[Stored records]
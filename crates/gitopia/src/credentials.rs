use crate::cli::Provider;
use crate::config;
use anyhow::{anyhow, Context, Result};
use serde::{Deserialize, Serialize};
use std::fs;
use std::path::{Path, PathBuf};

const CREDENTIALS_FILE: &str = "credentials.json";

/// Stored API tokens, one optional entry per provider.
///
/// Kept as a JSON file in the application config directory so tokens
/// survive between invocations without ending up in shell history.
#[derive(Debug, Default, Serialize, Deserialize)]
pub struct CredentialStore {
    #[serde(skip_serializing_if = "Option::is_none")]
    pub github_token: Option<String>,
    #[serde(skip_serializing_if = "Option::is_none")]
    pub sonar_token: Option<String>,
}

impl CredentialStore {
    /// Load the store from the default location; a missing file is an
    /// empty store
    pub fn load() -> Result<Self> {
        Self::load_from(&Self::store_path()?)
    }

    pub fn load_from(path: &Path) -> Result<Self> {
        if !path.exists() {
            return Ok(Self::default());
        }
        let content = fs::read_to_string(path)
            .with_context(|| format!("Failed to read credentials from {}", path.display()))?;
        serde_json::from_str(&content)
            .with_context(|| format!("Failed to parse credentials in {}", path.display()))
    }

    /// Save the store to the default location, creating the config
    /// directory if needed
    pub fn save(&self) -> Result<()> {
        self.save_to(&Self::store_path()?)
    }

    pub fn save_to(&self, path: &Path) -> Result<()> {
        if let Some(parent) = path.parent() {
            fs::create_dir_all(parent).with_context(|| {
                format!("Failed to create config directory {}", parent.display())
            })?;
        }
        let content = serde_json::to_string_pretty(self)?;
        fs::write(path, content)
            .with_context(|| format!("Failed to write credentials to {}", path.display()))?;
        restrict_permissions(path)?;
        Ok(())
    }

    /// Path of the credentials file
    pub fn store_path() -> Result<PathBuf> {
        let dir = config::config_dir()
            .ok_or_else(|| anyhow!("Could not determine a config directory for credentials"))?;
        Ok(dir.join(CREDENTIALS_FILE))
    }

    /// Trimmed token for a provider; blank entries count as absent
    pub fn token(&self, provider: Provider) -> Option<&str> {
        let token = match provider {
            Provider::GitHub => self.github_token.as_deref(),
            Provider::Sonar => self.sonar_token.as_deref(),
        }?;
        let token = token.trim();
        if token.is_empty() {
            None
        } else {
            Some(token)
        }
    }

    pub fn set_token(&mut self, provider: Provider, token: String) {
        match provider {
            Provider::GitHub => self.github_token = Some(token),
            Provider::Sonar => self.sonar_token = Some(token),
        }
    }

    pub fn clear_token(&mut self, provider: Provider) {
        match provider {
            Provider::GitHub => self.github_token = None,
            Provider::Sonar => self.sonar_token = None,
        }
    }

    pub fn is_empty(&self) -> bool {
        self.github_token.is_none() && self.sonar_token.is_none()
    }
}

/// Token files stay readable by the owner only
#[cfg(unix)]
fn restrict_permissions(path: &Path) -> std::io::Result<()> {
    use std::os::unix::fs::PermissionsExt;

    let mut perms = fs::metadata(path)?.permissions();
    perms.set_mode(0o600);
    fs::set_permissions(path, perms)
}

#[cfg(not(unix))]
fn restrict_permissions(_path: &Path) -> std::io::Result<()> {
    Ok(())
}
--
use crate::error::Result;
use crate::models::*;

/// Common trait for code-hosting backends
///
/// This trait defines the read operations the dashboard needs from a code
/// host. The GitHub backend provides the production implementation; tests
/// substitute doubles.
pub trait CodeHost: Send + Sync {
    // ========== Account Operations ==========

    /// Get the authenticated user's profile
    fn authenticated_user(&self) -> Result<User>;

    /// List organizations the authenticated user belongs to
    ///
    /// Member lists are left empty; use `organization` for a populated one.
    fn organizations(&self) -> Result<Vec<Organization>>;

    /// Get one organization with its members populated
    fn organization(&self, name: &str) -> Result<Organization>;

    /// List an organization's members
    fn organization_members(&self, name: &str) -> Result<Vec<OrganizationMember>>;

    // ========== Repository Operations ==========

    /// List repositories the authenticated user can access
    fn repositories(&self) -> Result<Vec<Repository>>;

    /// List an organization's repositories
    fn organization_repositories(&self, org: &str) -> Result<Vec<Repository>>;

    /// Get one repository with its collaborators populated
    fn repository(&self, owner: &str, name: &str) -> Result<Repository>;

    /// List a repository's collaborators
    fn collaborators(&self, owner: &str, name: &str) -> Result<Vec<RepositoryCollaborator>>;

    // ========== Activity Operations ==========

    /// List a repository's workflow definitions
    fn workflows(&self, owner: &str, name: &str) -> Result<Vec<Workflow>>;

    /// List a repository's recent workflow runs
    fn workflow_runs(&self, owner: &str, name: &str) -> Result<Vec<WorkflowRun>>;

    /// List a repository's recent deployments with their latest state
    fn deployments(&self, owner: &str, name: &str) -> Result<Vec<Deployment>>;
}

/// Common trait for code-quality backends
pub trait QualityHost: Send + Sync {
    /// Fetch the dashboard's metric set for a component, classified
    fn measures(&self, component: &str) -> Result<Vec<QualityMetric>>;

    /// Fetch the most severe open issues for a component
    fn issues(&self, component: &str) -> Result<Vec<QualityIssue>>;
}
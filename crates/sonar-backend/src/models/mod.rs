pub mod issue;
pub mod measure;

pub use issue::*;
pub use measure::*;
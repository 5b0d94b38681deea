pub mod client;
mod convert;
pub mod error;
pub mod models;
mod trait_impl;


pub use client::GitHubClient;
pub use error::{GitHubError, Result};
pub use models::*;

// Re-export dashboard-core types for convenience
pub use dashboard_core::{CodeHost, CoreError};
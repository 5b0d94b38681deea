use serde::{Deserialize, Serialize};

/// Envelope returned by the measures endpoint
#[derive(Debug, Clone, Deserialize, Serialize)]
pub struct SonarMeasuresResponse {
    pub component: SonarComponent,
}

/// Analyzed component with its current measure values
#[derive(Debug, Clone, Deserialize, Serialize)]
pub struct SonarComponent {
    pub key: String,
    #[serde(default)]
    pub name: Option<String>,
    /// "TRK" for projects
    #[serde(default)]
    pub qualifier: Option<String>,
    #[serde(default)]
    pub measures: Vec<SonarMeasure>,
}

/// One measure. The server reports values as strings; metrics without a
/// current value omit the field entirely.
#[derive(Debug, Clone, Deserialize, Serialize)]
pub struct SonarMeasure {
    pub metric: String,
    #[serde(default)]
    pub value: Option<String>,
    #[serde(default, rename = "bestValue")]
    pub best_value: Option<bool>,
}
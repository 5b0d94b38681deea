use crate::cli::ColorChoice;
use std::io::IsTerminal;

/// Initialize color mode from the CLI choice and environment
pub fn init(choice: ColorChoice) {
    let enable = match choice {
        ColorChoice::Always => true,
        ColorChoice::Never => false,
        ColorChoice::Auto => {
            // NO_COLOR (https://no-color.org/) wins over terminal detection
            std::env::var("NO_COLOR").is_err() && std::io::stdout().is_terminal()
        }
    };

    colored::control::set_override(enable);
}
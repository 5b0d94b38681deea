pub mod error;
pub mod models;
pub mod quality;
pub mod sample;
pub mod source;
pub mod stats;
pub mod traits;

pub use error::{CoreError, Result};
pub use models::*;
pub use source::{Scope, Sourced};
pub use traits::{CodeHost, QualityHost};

## AIM OF THE EXERCISE
For the records above, count the lines holding the word "Fetch" and give only that number.

## RESULT
2